Design Your DAM Dashboard
Dashboard messages are a feature in Acquia DAM (Widen) that welcome users as they enter your digital asset management (DAM) system. You can use them to guide new users, highlight timely content, or notify users of changes. That’s why we’ve made it easy to create dashboard messages with no HTML or coding required.
Our DAM dashboard example
To help get you thinking about how you can make the most of your dashboard messages, we wanted to share our own.
ADAM (or Acquia Digital Asset Management) is our source for internal assets, resources, and historical content. It’s the go-to-source for all things related to the Acquia brand. You’ll notice our dashboard features a variety of top searches for assets, links to brand documents, and ADAM help resources. All of these links help our employees understand and maintain brand consistency.
How to create your dashboard messages
Now it’s time for you to create your dashboard messages.
Step 1. Evaluate the current dashboard
If you already have a dashboard, start by reviewing it to understand the original goals and whether or not it’s effective. Is the look and feel on-brand? Does it help users find what they need? Think about what’s worked well and how you’d like to build upon those successes.
Step 2. Identify the information to include in your dashboard
Before you start designing your dashboard messages, identify what information needs to be included. If you have a DAM governance document, reviewing it to understand your purpose and vision statement for your DAM site are a good place to start when thinking about what to include on your dashboard. You can also talk to others, conduct UX research, look at Acquia DAM Insights data, review Google Analytics user session data, and apply your experience.

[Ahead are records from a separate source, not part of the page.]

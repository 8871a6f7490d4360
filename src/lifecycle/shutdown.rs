//! Shutdown coordination for the service.

use tokio::sync::broadcast;

use crate::lifecycle::signals;

/// Coordinator for graceful shutdown.
///
/// Provides a broadcast channel that the HTTP server and any other
/// long-running task can subscribe to.
pub struct Shutdown {
    tx: broadcast::Sender<()>,
}

impl Shutdown {
    pub fn new() -> Self {
        let (tx, _) = broadcast::channel(1);
        Self { tx }
    }

    /// Subscribe to the shutdown signal.
    pub fn subscribe(&self) -> broadcast::Receiver<()> {
        self.tx.subscribe()
    }

    /// Trigger the shutdown signal.
    pub fn trigger(&self) {
        let _ = self.tx.send(());
    }

    /// Trigger once the process receives Ctrl+C or SIGTERM.
    pub async fn trigger_on_signal(self) {
        signals::shutdown_signal().await;
        self.trigger();
    }
}

impl Default for Shutdown {
    fn default() -> Self {
        Self::new()
    }
}
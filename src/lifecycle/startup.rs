//! Startup orchestration.
//!
//! # Responsibilities
//! - Build the restaurant catalog from configuration
//! - Start the metrics exporter when enabled
//! - Bind the listener and spawn the HTTP server
//!
//! # Design Decisions
//! - Fail fast: any startup error is fatal
//! - The catalog is generated before the listener binds, so no request
//!   ever sees a partially built store

use std::io;
use std::net::SocketAddr;

use tokio::net::TcpListener;
use tokio::task::JoinHandle;

use crate::catalog::RestaurantStore;
use crate::config::FeedConfig;
use crate::http::HttpServer;
use crate::lifecycle::Shutdown;
use crate::observability::metrics;

/// A server spawned onto the runtime.
pub struct RunningServer {
    pub local_addr: SocketAddr,
    handle: JoinHandle<io::Result<()>>,
}

impl RunningServer {
    /// Wait for the server task to finish.
    pub async fn wait(self) -> io::Result<()> {
        match self.handle.await {
            Ok(result) => result,
            Err(e) => Err(io::Error::other(e)),
        }
    }
}

/// Initialize subsystems in order and start serving.
pub async fn launch(config: FeedConfig, shutdown: &Shutdown) -> io::Result<RunningServer> {
    if config.observability.metrics_enabled {
        match config.observability.metrics_address.parse() {
            Ok(addr) => metrics::init_metrics(addr),
            Err(_) => tracing::error!(
                metrics_address = %config.observability.metrics_address,
                "Failed to parse metrics address"
            ),
        }
    }

    let store = RestaurantStore::from_config(&config.catalog);
    match store.price_range() {
        Some((min, max)) => tracing::info!(
            restaurants = store.len(),
            min_price = min,
            max_price = max,
            seeded = config.catalog.seed.is_some(),
            "Catalog generated"
        ),
        None => tracing::warn!("Catalog is empty"),
    }

    let listener = TcpListener::bind(&config.listener.bind_address).await?;
    let local_addr = listener.local_addr()?;
    tracing::info!(address = %local_addr, "Listening for connections");

    let server = HttpServer::new(config, store);
    let handle = tokio::spawn(server.run(listener, shutdown.subscribe()));

    Ok(RunningServer { local_addr, handle })
}
//! In-memory catalog subsystem.
//!
//! # Data Flow
//! ```text
//! Startup:
//!     CatalogConfig (size, max_price, seed)
//!     → store.rs (generate, stable sort by price)
//!     → RestaurantStore (immutable, shared via Arc)
//!
//! Per request:
//!     MaxPrice
//!     → RestaurantStore::get_by_max_price
//!     → lazy Stream<Restaurant>, cheapest first
//! ```

pub mod store;
pub mod types;

pub use store::RestaurantStore;
pub use types::{Hero, InvalidPrice, MaxPrice, Restaurant};
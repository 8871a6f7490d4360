//! Streamed response bodies.
//!
//! # Responsibilities
//! - Pick a body framing from the `Accept` header
//! - Serialize each element as it is produced, without buffering the result
//! - Turn a failure before the first element into an error response
//!
//! # Design Decisions
//! - The first element is awaited before headers are committed, so a
//!   failing start log action still yields a 500
//! - Later failures cannot change the status; the body stream ends with an
//!   error and the connection is aborted
//! - Default framing is a JSON array written one element per chunk

use axum::body::{Body, Bytes};
use axum::http::header::{ACCEPT, CONTENT_TYPE};
use axum::http::{HeaderMap, HeaderValue};
use axum::response::sse::{Event, Sse};
use axum::response::{IntoResponse, Response};
use axum::BoxError;
use futures_util::stream::{self, Stream, StreamExt};
use serde::Serialize;

use crate::http::error::ApiError;
use crate::observability::metrics;
use crate::reactive::LoggingSideEffectError;

/// Body framing for streamed collections.
#[derive(Debug, Clone, Copy, PartialEq, Eq)]
pub enum StreamFormat {
    /// `[{...},{...}]`, `application/json`.
    JsonArray,
    /// One object per line, `application/x-ndjson`.
    NdJson,
    /// One `data:` event per object, `text/event-stream`.
    EventStream,
}

impl StreamFormat {
    pub fn negotiate(headers: &HeaderMap) -> Self {
        let accept = headers
            .get(ACCEPT)
            .and_then(|v| v.to_str().ok())
            .unwrap_or_default();

        if accept.contains("text/event-stream") {
            StreamFormat::EventStream
        } else if accept.contains("application/x-ndjson") {
            StreamFormat::NdJson
        } else {
            StreamFormat::JsonArray
        }
    }

    pub fn content_type(self) -> &'static str {
        match self {
            StreamFormat::JsonArray => "application/json",
            StreamFormat::NdJson => "application/x-ndjson",
            StreamFormat::EventStream => "text/event-stream",
        }
    }

    fn label(self) -> &'static str {
        match self {
            StreamFormat::JsonArray => "json",
            StreamFormat::NdJson => "ndjson",
            StreamFormat::EventStream => "sse",
        }
    }
}

fn abort(err: LoggingSideEffectError) -> BoxError {
    tracing::error!(error = %err, "Aborting response stream");
    metrics::record_log_failure();
    Box::new(err)
}

/// Stream `items` to the client in `format`.
pub async fn stream_response<S, T>(items: S, format: StreamFormat) -> Result<Response, ApiError>
where
    S: Stream<Item = Result<T, LoggingSideEffectError>> + Send + 'static,
    T: Serialize + Send + 'static,
{
    let mut items = Box::pin(items);
    let first = match items.next().await {
        Some(Err(err)) => return Err(err.into()),
        first => first,
    };
    let label = format.label();
    let items = stream::iter(first)
        .chain(items)
        .map(move |item| -> Result<T, BoxError> {
            let item = item.map_err(abort)?;
            metrics::record_item_streamed(label);
            Ok(item)
        });

    let response = match format {
        StreamFormat::EventStream => {
            let events = items.map(|item| -> Result<Event, BoxError> {
                Ok(Event::default().json_data(&item?)?)
            });
            Sse::new(events).into_response()
        }
        StreamFormat::NdJson => {
            let lines = items.map(|item| -> Result<Bytes, BoxError> {
                let mut line = serde_json::to_vec(&item?)?;
                line.push(b'\n');
                Ok(Bytes::from(line))
            });
            with_content_type(Body::from_stream(lines), format)
        }
        StreamFormat::JsonArray => {
            let elements = items
                .enumerate()
                .map(|(index, item)| -> Result<Bytes, BoxError> {
                    let mut chunk = if index == 0 { Vec::new() } else { vec![b','] };
                    serde_json::to_writer(&mut chunk, &item?)?;
                    Ok(Bytes::from(chunk))
                });
            let open = stream::once(async { Ok::<Bytes, BoxError>(Bytes::from_static(b"[")) });
            let close = stream::once(async { Ok::<Bytes, BoxError>(Bytes::from_static(b"]")) });
            with_content_type(Body::from_stream(open.chain(elements).chain(close)), format)
        }
    };

    Ok(response)
}

fn with_content_type(body: Body, format: StreamFormat) -> Response {
    let mut response = Response::new(body);
    response
        .headers_mut()
        .insert(CONTENT_TYPE, HeaderValue::from_static(format.content_type()));
    response
}

#[cfg(test)]
mod tests {
    use super::*;
    use crate::catalog::Restaurant;
    use crate::reactive::{LogActionError, Stage};
    use axum::http::StatusCode;

    fn ok_items(items: Vec<Restaurant>) -> impl Stream<Item = Result<Restaurant, LoggingSideEffectError>> {
        stream::iter(items.into_iter().map(Ok))
    }

    async fn body_text(response: Response) -> String {
        let bytes = axum::body::to_bytes(response.into_body(), usize::MAX)
            .await
            .unwrap();
        String::from_utf8(bytes.to_vec()).unwrap()
    }

    fn headers_with_accept(value: &'static str) -> HeaderMap {
        let mut headers = HeaderMap::new();
        headers.insert(ACCEPT, HeaderValue::from_static(value));
        headers
    }

    #[test]
    fn test_negotiate() {
        assert_eq!(StreamFormat::negotiate(&HeaderMap::new()), StreamFormat::JsonArray);
        assert_eq!(
            StreamFormat::negotiate(&headers_with_accept("application/x-ndjson")),
            StreamFormat::NdJson
        );
        assert_eq!(
            StreamFormat::negotiate(&headers_with_accept("text/event-stream")),
            StreamFormat::EventStream
        );
        assert_eq!(
            StreamFormat::negotiate(&headers_with_accept("*/*")),
            StreamFormat::JsonArray
        );
    }

    #[tokio::test]
    async fn test_json_array_framing() {
        let items = vec![Restaurant::new("a", 1.0), Restaurant::new("b", 2.5)];
        let response = stream_response(ok_items(items), StreamFormat::JsonArray)
            .await
            .unwrap();
        assert_eq!(response.headers()[CONTENT_TYPE], "application/json");
        assert_eq!(
            body_text(response).await,
            r#"[{"name":"a","pricePerPerson":1.0},{"name":"b","pricePerPerson":2.5}]"#
        );
    }

    #[tokio::test]
    async fn test_empty_json_array() {
        let response = stream_response(ok_items(Vec::new()), StreamFormat::JsonArray)
            .await
            .unwrap();
        assert_eq!(response.status(), StatusCode::OK);
        assert_eq!(body_text(response).await, "[]");
    }

    #[tokio::test]
    async fn test_ndjson_framing() {
        let items = vec![Restaurant::new("a", 1.0), Restaurant::new("b", 2.0)];
        let response = stream_response(ok_items(items), StreamFormat::NdJson)
            .await
            .unwrap();
        assert_eq!(response.headers()[CONTENT_TYPE], "application/x-ndjson");
        assert_eq!(
            body_text(response).await,
            "{\"name\":\"a\",\"pricePerPerson\":1.0}\n{\"name\":\"b\",\"pricePerPerson\":2.0}\n"
        );
    }

    #[tokio::test]
    async fn test_event_stream_framing() {
        let response = stream_response(ok_items(vec![Restaurant::new("a", 1.0)]), StreamFormat::EventStream)
            .await
            .unwrap();
        assert_eq!(response.headers()[CONTENT_TYPE], "text/event-stream");
        assert_eq!(
            body_text(response).await,
            "data: {\"name\":\"a\",\"pricePerPerson\":1.0}\n\n"
        );
    }

    #[tokio::test]
    async fn test_failure_before_first_item_is_an_error_response() {
        let failing = stream::iter(vec![Err::<Restaurant, _>(LoggingSideEffectError {
            stage: Stage::Start,
            source: LogActionError::new("boom"),
        })]);

        let err = stream_response(failing, StreamFormat::JsonArray)
            .await
            .unwrap_err();
        assert_eq!(err.into_response().status(), StatusCode::INTERNAL_SERVER_ERROR);
    }

    #[tokio::test]
    async fn test_failure_mid_stream_aborts_body() {
        let items = stream::iter(vec![
            Ok(Restaurant::new("a", 1.0)),
            Err(LoggingSideEffectError {
                stage: Stage::Element(1),
                source: LogActionError::new("boom"),
            }),
        ]);

        let response = stream_response(items, StreamFormat::NdJson).await.unwrap();
        assert_eq!(response.status(), StatusCode::OK);
        let body = axum::body::to_bytes(response.into_body(), usize::MAX).await;
        assert!(body.is_err());
    }
}
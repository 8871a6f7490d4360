//! Immutable, price-ordered restaurant store.
//!
//! # Responsibilities
//! - Generate the restaurant collection once at startup
//! - Serve lazy, ascending-price streams of restaurants under a price cap
//!
//! # Design Decisions
//! - Items are kept in a plain slice sorted with a stable sort, so restaurants
//!   sharing a price are all retained, in generation order
//! - Filtering is a binary search for the cut-off followed by a sequential
//!   walk, so output order is always ascending by price
//! - The slice is shared through `Arc` and never mutated; no locks

use std::sync::Arc;

use futures_util::stream::{self, Stream};
use rand::rngs::StdRng;
use rand::{Rng, SeedableRng};

use crate::catalog::types::Restaurant;
use crate::config::CatalogConfig;

/// Read-only collection of restaurants ordered by price.
#[derive(Debug, Clone)]
pub struct RestaurantStore {
    restaurants: Arc<[Restaurant]>,
}

impl RestaurantStore {
    /// Generate `size` restaurants named `restaurant # <i>` with prices in
    /// `[0, max_price)`.
    pub fn generate<R: Rng + ?Sized>(size: usize, max_price: f64, rng: &mut R) -> Self {
        let restaurants = (0..size)
            .map(|i| Restaurant::new(format!("restaurant # {i}"), rng.gen::<f64>() * max_price))
            .collect();
        Self::from_restaurants(restaurants)
    }

    /// Build the store described by the catalog configuration.
    pub fn from_config(config: &CatalogConfig) -> Self {
        match config.seed {
            Some(seed) => {
                Self::generate(config.size, config.max_price, &mut StdRng::seed_from_u64(seed))
            }
            None => Self::generate(config.size, config.max_price, &mut rand::thread_rng()),
        }
    }

    /// Build a store from explicit restaurants.
    pub fn from_restaurants(mut restaurants: Vec<Restaurant>) -> Self {
        restaurants.sort_by(|a, b| a.price_per_person.total_cmp(&b.price_per_person));
        Self {
            restaurants: restaurants.into(),
        }
    }

    /// Every restaurant priced at or below `max_price`, cheapest first.
    ///
    /// Each call returns a fresh stream over the same data.
    pub fn get_by_max_price(&self, max_price: f64) -> impl Stream<Item = Restaurant> + Send + 'static {
        let end = self
            .restaurants
            .partition_point(|r| r.price_per_person <= max_price);
        let restaurants = Arc::clone(&self.restaurants);
        stream::iter((0..end).map(move |i| restaurants[i].clone()))
    }

    pub fn restaurants(&self) -> &[Restaurant] {
        &self.restaurants
    }

    pub fn len(&self) -> usize {
        self.restaurants.len()
    }

    pub fn is_empty(&self) -> bool {
        self.restaurants.is_empty()
    }

    /// Cheapest and most expensive price, if any restaurants exist.
    pub fn price_range(&self) -> Option<(f64, f64)> {
        let first = self.restaurants.first()?;
        let last = self.restaurants.last()?;
        Some((first.price_per_person, last.price_per_person))
    }
}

Consider:
- What information do you want users to be aware of and have access to?
- What assets do your users look for most frequently?
- What links to external sites would help users find what they need?
- What parts of your DAM site (e.g., Workflow request forms, a portal, a template, or a collection) do you want to bring front and center?
Before you commit to including all that you’ve identified, review your list and omit anything that seems redundant or unnecessary. For example, you might not need to list all of your portals, only the most commonly used ones. Also consider whether something is needed for everyone or only certain roles. Remember, if everything’s important, then nothing is.
Step 3. Organize the information you’ll include in the dashboard
Now that you know what to include in the dashboard, it’s time to organize that information. You’re a DAM admin, so this should be the easy part!
There are three ways to customize your dashboard: dashboard messages, spotlight searches, and spotlight collections. Use dashboard messages when you want to have more flexibility with the layout of your messages or want to use custom graphics to represent search results, collections, portals, or other groupings of assets or external links. And opt for spotlight searches and spotlight collections to highlight commonly accessed searches and collections of assets.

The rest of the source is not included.